Before any specific design features of the office are discussed, it is important to get some of the basic design features right. These include ensuring that there is a good amount of natural light in the office as this is good for productivity, mood, motivation, and the general health of employees.

In the post-COVID world of work, it is also vital that there are good ventilation and airflow. This is also important for productivity and ensuring that illnesses such as viruses aren’t spread quickly amongst the workforce. Adequate space for employees to comfortably fit in the office is also essential.

Office Space and Layout

The layout and amount of space that is created are fundamental both in encouraging collaboration, but also to ensure that the commercial property is COVID safe. The logical answer might sound like creating a massive, open-plan office whilst spacing people out, but this actually, isn’t conducive to collaboration.

Although spacious areas are important – especially post-COVID – it is important to separate the space to include smaller areas where people can get together to collaborate, without distractions, and are able to communicate effectively.

Some ideas for this could include using partitions or organising furniture to create separate areas if there is no structural way to separate different areas. Informal break-out spaces are perfect for collaboration or brainstorming, especially for creative purposes.

There may also be a need for a more private area where employees can discuss sensitive subjects, away from prying ears.

There should be clear divisions between different spaces so that it is obvious to employees what the space has been designed for. This can help with encouraging them to work collaboratively in a space that is designed for this. There are several techniques that can be used to separate different areas – using different colour schemes, different furniture, painting lines on the floor, or screens that can be moved to create different spaces according to what is required, for example.

Using glass or Perspex screens to separate the areas in an office is a great idea as they still allow natural light to enter the room whilst segregating areas.

It is also worth considering having spaces such as cafes and kitchens or relaxation areas where employees can spend some downtime, socialising with colleagues, and help to build bonds and teamwork.

Consider Noise

Another problem with having a completely open-plan office, especially when it is being used for collaborative work, is that noise can carry easily. This can be detrimental not only to those who aren’t involved in the conversations that are being held but also to limit creativity and privacy.

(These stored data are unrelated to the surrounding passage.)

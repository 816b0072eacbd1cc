use axum::{
    extract::{Request, State},
    http::{header, HeaderMap, StatusCode},
    middleware::Next,
    response::{IntoResponse, Response},
    Json,
};
use base64::{engine::general_purpose, Engine as _};
use serde_json::json;
use std::sync::Arc;

use crate::metrics;
use crate::services::AppState;

pub mod quiz_sessions;
pub mod words;

pub async fn health_check(State(state): State<Arc<AppState>>) -> impl IntoResponse {
    let mut dependencies = serde_json::Map::new();
    let mut all_healthy = true;

    let store_health = check_store(&state).await;
    all_healthy &= is_healthy(&store_health);
    dependencies.insert(state.storage.backend.to_string(), json!(store_health));

    if state.redis.is_some() {
        let redis_health = check_redis(&state).await;
        all_healthy &= is_healthy(&redis_health);
        dependencies.insert("redis".to_string(), json!(redis_health));
    }

    let (status_code, status) = if all_healthy {
        (StatusCode::OK, "healthy")
    } else {
        (StatusCode::SERVICE_UNAVAILABLE, "degraded")
    };

    (
        status_code,
        Json(json!({
            "status": status,
            "service": "wordquiz-api",
            "version": env!("CARGO_PKG_VERSION"),
            "dependencies": dependencies
        })),
    )
}

fn is_healthy(result: &serde_json::Map<String, serde_json::Value>) -> bool {
    result.get("status").and_then(|v| v.as_str()) == Some("healthy")
}

async fn check_store(state: &AppState) -> serde_json::Map<String, serde_json::Value> {
    let mut result = serde_json::Map::new();

    match tokio::time::timeout(
        std::time::Duration::from_secs(1),
        state.storage.words.ping(),
    )
    .await
    {
        Ok(Ok(())) => {
            result.insert("status".to_string(), json!("healthy"));
        }
        Ok(Err(e)) => {
            result.insert("status".to_string(), json!("unhealthy"));
            result.insert("error".to_string(), json!(e.to_string()));
        }
        Err(_) => {
            result.insert("status".to_string(), json!("unhealthy"));
            result.insert("error".to_string(), json!("Store ping timeout after 1s"));
        }
    }

    result
}

async fn check_redis(state: &AppState) -> serde_json::Map<String, serde_json::Value> {
    let mut result = serde_json::Map::new();
    let Some(redis) = state.redis.as_ref() else {
        return result;
    };

    let mut conn = redis.clone();
    match tokio::time::timeout(
        std::time::Duration::from_millis(500),
        redis::cmd("PING").query_async::<String>(&mut conn),
    )
    .await
    {
        Ok(Ok(_)) => {
            result.insert("status".to_string(), json!("healthy"));
        }
        Ok(Err(e)) => {
            result.insert("status".to_string(), json!("unhealthy"));
            result.insert("error".to_string(), json!(format!("Redis error: {}", e)));
        }
        Err(_) => {
            result.insert("status".to_string(), json!("unhealthy"));
            result.insert("error".to_string(), json!("Redis timeout after 500ms"));
        }
    }

    result
}

pub async fn metrics_handler() -> impl IntoResponse {
    match metrics::render_metrics() {
        Ok(metrics_text) => (StatusCode::OK, metrics_text),
        Err(e) => (
            StatusCode::INTERNAL_SERVER_ERROR,
            format!("Failed to render metrics: {}", e),
        ),
    }
}

/// Protects /metrics with HTTP Basic auth against `METRICS_AUTH` (user:password).
pub async fn metrics_auth_middleware(
    headers: HeaderMap,
    request: Request,
    next: Next,
) -> Result<Response, StatusCode> {
    let encoded = headers
        .get(header::AUTHORIZATION)
        .and_then(|v| v.to_str().ok())
        .and_then(|v| v.strip_prefix("Basic "))
        .ok_or(StatusCode::UNAUTHORIZED)?;

    let decoded = general_purpose::STANDARD
        .decode(encoded)
        .map_err(|_| StatusCode::UNAUTHORIZED)?;
    let credentials = String::from_utf8(decoded).map_err(|_| StatusCode::UNAUTHORIZED)?;

    let expected = std::env::var("METRICS_AUTH").unwrap_or_else(|_| "admin:changeme".to_string());
    if credentials != expected {
        return Err(StatusCode::UNAUTHORIZED);
    }

    Ok(next.run(request).await)
}
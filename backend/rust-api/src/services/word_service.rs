use chrono::Utc;
use std::collections::HashSet;
use std::sync::Arc;
use validator::Validate;

use super::word_selector::WordSelector;
use crate::error::QuizError;
use crate::metrics::WORDS_IMPORTED_TOTAL;
use crate::models::word::{clean_clues, normalize_text, MAX_TEXT_CHARS};
use crate::models::{
    BulkDeleteRequest, BulkDeleteResponse, CreateWordRequest, Difficulty, ImportReport,
    ImportRowError, ImportWordRow, ImportWordsRequest, ListWordsQuery, RandomWordQuery,
    ScrambledWord, UpdateWordRequest, Word,
};
use crate::storage::{Storage, WordRepository};

/// Word bank administration: CRUD, bulk operations and import.
pub struct WordService {
    words: Arc<dyn WordRepository>,
    selector: WordSelector,
}

impl WordService {
    pub fn new(storage: &Storage) -> Self {
        Self {
            words: storage.words.clone(),
            selector: WordSelector::new(storage.words.clone()),
        }
    }

    pub async fn create_word(&self, req: CreateWordRequest) -> Result<Word, QuizError> {
        req.validate()?;
        let text = prepare_text(&req.text)?;
        let clues = prepare_clues(req.clues)?;
        self.ensure_text_available(&text, None).await?;

        let word = Word::new(
            text,
            clues,
            req.difficulty.unwrap_or_default(),
            req.is_active.unwrap_or(true),
        );
        self.words.insert_word(&word).await?;

        tracing::info!("Word created: {} ({})", word.id, word.text);
        Ok(word)
    }

    pub async fn list_words(&self, query: ListWordsQuery) -> Result<Vec<Word>, QuizError> {
        Ok(self.words.list_words(query.active_only).await?)
    }

    pub async fn get_word(&self, id: &str) -> Result<Word, QuizError> {
        Ok(self.words.get_word(id).await?)
    }

    pub async fn update_word(&self, id: &str, req: UpdateWordRequest) -> Result<Word, QuizError> {
        req.validate()?;
        let mut word = self.words.get_word(id).await?;

        if let Some(raw) = req.text {
            let text = prepare_text(&raw)?;
            self.ensure_text_available(&text, Some(id)).await?;
            word.text = text;
        }
        if let Some(clues) = req.clues {
            word.clues = prepare_clues(clues)?;
        }
        if let Some(difficulty) = req.difficulty {
            word.difficulty = difficulty;
        }
        if let Some(is_active) = req.is_active {
            word.is_active = is_active;
        }
        word.updated_at = Utc::now();

        self.words.update_word(&word).await?;
        tracing::info!("Word updated: {}", word.id);
        Ok(word)
    }

    pub async fn delete_word(&self, id: &str) -> Result<(), QuizError> {
        self.words.delete_word(id).await?;
        tracing::info!("Word deleted: {}", id);
        Ok(())
    }

    pub async fn delete_words(&self, req: BulkDeleteRequest) -> Result<BulkDeleteResponse, QuizError> {
        req.validate()?;
        let deleted = self.words.delete_words(&req.ids).await?;
        tracing::info!("Bulk delete removed {} of {} words", deleted, req.ids.len());
        Ok(BulkDeleteResponse { deleted })
    }

    pub async fn random_word(&self, query: RandomWordQuery) -> Result<ScrambledWord, QuizError> {
        self.selector.select_scrambled(&query.exclude_ids()).await
    }

    pub async fn record_usage(&self, id: &str) {
        self.selector.record_usage(id).await;
    }

    /// Validates every row independently; valid rows are inserted and bad
    /// ones reported by 1-based row number.
    pub async fn import_words(&self, req: ImportWordsRequest) -> Result<ImportReport, QuizError> {
        let mut report = ImportReport::default();
        let mut seen = HashSet::new();

        for (index, row) in req.rows.into_iter().enumerate() {
            let row_number = index + 1;
            match self.import_row(row, &mut seen).await {
                Ok(word) => {
                    report.imported += 1;
                    tracing::debug!("Imported row {} as word {}", row_number, word.id);
                }
                Err(QuizError::Validation(message)) => {
                    report.errors.push(ImportRowError {
                        row: row_number,
                        message,
                    });
                }
                Err(other) => return Err(other),
            }
        }

        WORDS_IMPORTED_TOTAL
            .with_label_values(&["imported"])
            .inc_by(report.imported as u64);
        WORDS_IMPORTED_TOTAL
            .with_label_values(&["rejected"])
            .inc_by(report.errors.len() as u64);
        tracing::info!(
            "Word import finished: {} imported, {} rejected",
            report.imported,
            report.errors.len()
        );

        Ok(report)
    }

    async fn import_row(
        &self,
        row: ImportWordRow,
        seen: &mut HashSet<String>,
    ) -> Result<Word, QuizError> {
        let text = prepare_text(&row.text)?;
        let clues = prepare_clues(row.clues)?;
        let difficulty = match row.difficulty.as_deref().map(str::trim) {
            None | Some("") => Difficulty::default(),
            Some(raw) => raw.parse::<Difficulty>().map_err(QuizError::Validation)?,
        };

        if !seen.insert(text.clone()) {
            return Err(QuizError::validation(format!(
                "Word {} appears more than once in the import",
                text
            )));
        }
        self.ensure_text_available(&text, None).await?;

        let word = Word::new(text, clues, difficulty, true);
        self.words.insert_word(&word).await?;
        Ok(word)
    }

    async fn ensure_text_available(&self, text: &str, except_id: Option<&str>) -> Result<(), QuizError> {
        match self.words.find_by_text(text).await? {
            Some(existing) if Some(existing.id.as_str()) != except_id => Err(
                QuizError::validation(format!("Word {} already exists", text)),
            ),
            _ => Ok(()),
        }
    }
}

fn prepare_text(raw: &str) -> Result<String, QuizError> {
    let text = normalize_text(raw);
    if text.is_empty() {
        return Err(QuizError::validation("Word text must not be empty"));
    }
    if text.chars().count() > MAX_TEXT_CHARS {
        return Err(QuizError::validation(format!(
            "Text must be between 1 and {} characters",
            MAX_TEXT_CHARS
        )));
    }
    Ok(text)
}

fn prepare_clues(raw: Vec<String>) -> Result<Vec<String>, QuizError> {
    let clues = clean_clues(raw);
    if clues.is_empty() {
        return Err(QuizError::validation("At least one non-empty clue is required"));
    }
    Ok(clues)
}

A room where those who are talking, are talking quietly can soon mount up into a very noisy and disruptive atmosphere.

These issues can be overcome with a combination of several techniques, for example:

  • The use of acoustic room dividers and screens – such as the glass ones mentioned above
  • Using noise cancelling furniture – such as soft surfaces, sound-absorbing materials on the walls, and carpets on the floors
  • Reducing the number of hard surfaces that are present within the space

Make it Easy

If you are looking for someone to behave in a certain way, it is important to make the environment in which they are, conducive to that behaviour. In this instance, therefore, it is important that the space is designed to be easy to work in, in a collaborative manner.

This not only refers to the layout, the provision of separate spaces for this work, and consciousness about noise but also in some other basic features.

It is important, for example, that these spaces are the right size for employees to work collaboratively, but with the adequate social distancing that is required. Every space will need to have power, for example, decent Wi-Fi, and be conveniently placed for those who will be looking to together.

Some workplaces like to add huge whiteboards or apply wipeable paint to the walls, or projectors to ease the collaboration process.

Final Thoughts

As the working world evolves, commercial property is also evolving, changing along with the needs of businesses to accommodate more flexibility regarding how they work. It is likely that we will be seeing office spaces being used more creatively, and to enable collaborative working, as well as the social aspect, and it is important that commercial property of the future allows businesses to incorporate these aspects.